In the present case, with sent. n. 3385/2015 the Court of Appeal of Milan partially reformed the Court of Lecco’s sentence, establishing child’s placement regime, parental responsibility and payment of expenses, confirming the amounts of the divorce allowance and child allowance already determined in the first instance. An appeal was filed against this provision at the Court of Cassation based on seven reasons in relation to suspected violations and/or omitted application of articles of law – to cite a few examples – the inexistence of the conditions for the recognition of the divorce allowance, the irrelevance of the consistency of the assets of the spouses’ families, the lack of motivation in determining the allowance in favor of the child in the absence of evidence of his increased needs.

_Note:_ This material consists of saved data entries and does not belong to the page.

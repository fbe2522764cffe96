//! Pass 6: keywords and global functions.
//!
//! Runs last because it is the least specific: a bare word-bounded token.
//! Tokens used as member names (`obj.fin`, `obj:tipo`) are left alone.

use regex::Regex;

use super::{Pass, PassId, Targets, category_matcher, compile, is_member_access, rewrite};
use crate::core::error::{RuleError, SemanticError};
use crate::core::rules::{RuleCategory, RuleTable};

/// Target of the two-word `sino si`. Not a keyword rule, so the identifier
/// `sino_si` is never rewritten.
const ELSE_IF_TARGET: &str = "elseif";

#[derive(Debug, Clone)]
pub struct KeywordPass {
    keywords: Targets,
    globals: Targets,
    else_if: Regex,
    global_matcher: Option<Regex>,
    keyword_matcher: Option<Regex>,
}

impl KeywordPass {
    pub fn new(rules: &RuleTable) -> Result<Self, RuleError> {
        Ok(Self {
            keywords: Targets::new(rules, RuleCategory::Keyword),
            globals: Targets::new(rules, RuleCategory::GlobalFunction),
            else_if: compile(RuleCategory::Keyword, r"\bsino\s+si\b")?,
            global_matcher: category_matcher(rules, RuleCategory::GlobalFunction, r"\b({})\b(\s*\()")?,
            keyword_matcher: category_matcher(rules, RuleCategory::Keyword, r"\b({})\b")?,
        })
    }
}

impl Pass for KeywordPass {
    fn id(&self) -> PassId {
        PassId::Keywords
    }

    fn apply(&self, code: &str) -> Result<String, SemanticError> {
        let mut code = self.else_if.replace_all(code, ELSE_IF_TARGET).into_owned();

        if let Some(matcher) = &self.global_matcher {
            code = rewrite(matcher, &code, |caps, before| {
                if is_member_access(before) {
                    return None;
                }
                self.globals
                    .get(&caps[1])
                    .map(|function| format!("{function}{}", &caps[2]))
            });
        }

        if let Some(matcher) = &self.keyword_matcher {
            code = rewrite(matcher, &code, |caps, before| {
                if is_member_access(before) {
                    return None;
                }
                self.keywords.get(&caps[1]).map(str::to_string)
            });
        }

        Ok(code)
    }
}

#[cfg(test)]
mod tests {
    use pretty_assertions::assert_eq;

    use super::*;
    use crate::core::rules::{TranslationRule, default_rules};

    fn translate(code: &str) -> String {
        KeywordPass::new(&default_rules())
            .unwrap()
            .apply(code)
            .unwrap()
    }

    #[test]
    fn test_structural_keywords() {
        assert_eq!(translate("si x > 5 entonces "), "if x > 5 then ");
        assert_eq!(translate(") fin"), ") end");
        assert_eq!(
            translate("mientras verdadero hacer esperar(1) fin"),
            "while true do wait(1) end"
        );
        assert_eq!(
            translate("para i, v en ipares(t) hacer"),
            "for i, v in ipairs(t) do"
        );
    }

    #[test]
    fn test_else_if() {
        assert_eq!(translate("sino si x < 0 entonces"), "elseif x < 0 then");
        assert_eq!(translate("sino  si listo"), "elseif listo");
        assert_eq!(translate("sino"), "else");
    }

    #[test]
    fn test_global_functions_need_call_syntax() {
        assert_eq!(translate("tarea_espera(2)"), "task.wait(2)");
        assert_eq!(translate("tarea_spawn (f)"), "task.spawn (f)");
        assert_eq!(translate("local tarea_espera = 1"), "local tarea_espera = 1");
        assert_eq!(translate("info_tween(1)"), "TweenInfo.new(1)");
    }

    #[test]
    fn test_data_store_helpers_expand_inline() {
        assert_eq!(
            translate("cargar_datos(tienda, clave)"),
            "function(store, key) return store:GetAsync(key) end(tienda, clave)"
        );
    }

    #[test]
    fn test_member_names_are_not_keywords() {
        assert_eq!(translate("obj.fin = nulo"), "obj.fin = nil");
        assert_eq!(translate("x = obj:tipo()"), "x = obj:tipo()");
        assert_eq!(translate("t.insertar(x)"), "t.insertar(x)");
    }

    #[test]
    fn test_concatenation_does_not_hide_keyword() {
        assert_eq!(translate("s = a..nulo"), "s = a..nil");
    }

    #[test]
    fn test_identifiers_containing_keywords_untouched() {
        assert_eq!(translate("local final = sinopsis"), "local final = sinopsis");
    }

    #[test]
    fn test_target_code_is_stable() {
        let code = "if x then print(x) elseif y2 then return nil end";
        assert_eq!(translate(code), code);
    }

    #[test]
    fn test_sino_si_identifier_untouched() {
        assert_eq!(translate("x = sino_si"), "x = sino_si");
        assert_eq!(translate("sino_si(1)"), "sino_si(1)");
    }

    #[test]
    fn test_else_if_without_keyword_rules() {
        let mut rules = RuleTable::new();
        rules
            .insert(TranslationRule::new(RuleCategory::Keyword, "fin", "end"))
            .unwrap();
        let pass = KeywordPass::new(&rules).unwrap();

        assert_eq!(pass.apply("sino si x fin").unwrap(), "elseif x end");
    }
}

Of particular interest here is the Court’s recognition of the welfare function of the divorce allowance (see p. 10.1 of the above-mentioned sentence in question), that is parameterized on:
- the prior assessment of the economic and financial situations of the parties (see also Cass. civ., sez. VI, ord., n. 10647 del 5.6.2020);
- the contribution given by the parties in the formation of the common assets and personal assets;
- the duration of marriage and the age of person entitled.

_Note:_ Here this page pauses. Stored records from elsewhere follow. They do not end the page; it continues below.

use std::{fs, path::PathBuf};

use anyhow::Result;

use super::{CommandResult, CommandSummary, Failure, InitSummary};
use crate::config::{CONFIG_FILE_NAME, default_config_json};

pub fn init() -> Result<CommandResult> {
    let config_path = PathBuf::from(CONFIG_FILE_NAME);

    if config_path.exists() {
        return Ok(CommandResult::new(
            CommandSummary::Init(InitSummary {
                path: config_path,
                created: false,
            }),
            vec![Failure::usage(CONFIG_FILE_NAME, format!("{} already exists", CONFIG_FILE_NAME))],
        ));
    }

    fs::write(&config_path, default_config_json()?)?;
    Ok(CommandResult::new(
        CommandSummary::Init(InitSummary {
            path: config_path,
            created: true,
        }),
        Vec::new(),
    ))
}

Conceived in this way, the divorce allowance allows to obtain “[…] the concrete achievement of an income level adequate to the contribution provided in the realization of family life […]”, (see p. 9 of the above-mentioned sentence in question), therefore the innovative approach of the Court departs from the previous principle of maintaining the standard of living held in constant marriage, recognizing grater centrality to the role and contribution given by the former spouse in the formation of family and personal assets (see also Cass. civ., sect. VI, ord., n. 11202 of 11.6.2020; Cass. civ., sect. I, ord., n. 5605 of 28.2.2020; Cass. civ., sect. I, ord., n. 5603 of 28.2.2020; Cass. civ., sect. I, sent., n. 32398 of 11.12.2019; Cass. civ., sect. VI - 1 ord., n. 26594 of 18.10.2019; Cass. civ., sect. I, ord., n. 22555 del 10.9.2019; Cass. civ., sect. I, sent., n. 21234 of 9.8.2019; Cass. civ., sect. VI, ord. n. 16796 of 21.6.2019).
However, what provided with regard to the determination of the maintenance allowance in favor of child is different: indeed, the Court highlighted that this is the responsibility of parents and must take place in proportion to their income, relating it to the child’s needs and measuring it to the standard of living held during the cohabitation in family.
In conclusion, what most distinguishes the divorce allowance from the maintenance allowance is the following function: while the maintenance allowance is aimed at guaranteeing a constant economic amount in order to allow the growth of offspring, satisfying the daily and primary needs, such as education, the divorce allowance shows a welfare nature, equalization-compensatory payment and thus it represents an economic amount given to the former spouse as recognition of the contribution given to the family, also evaluating – in case – the professional sacrifices made.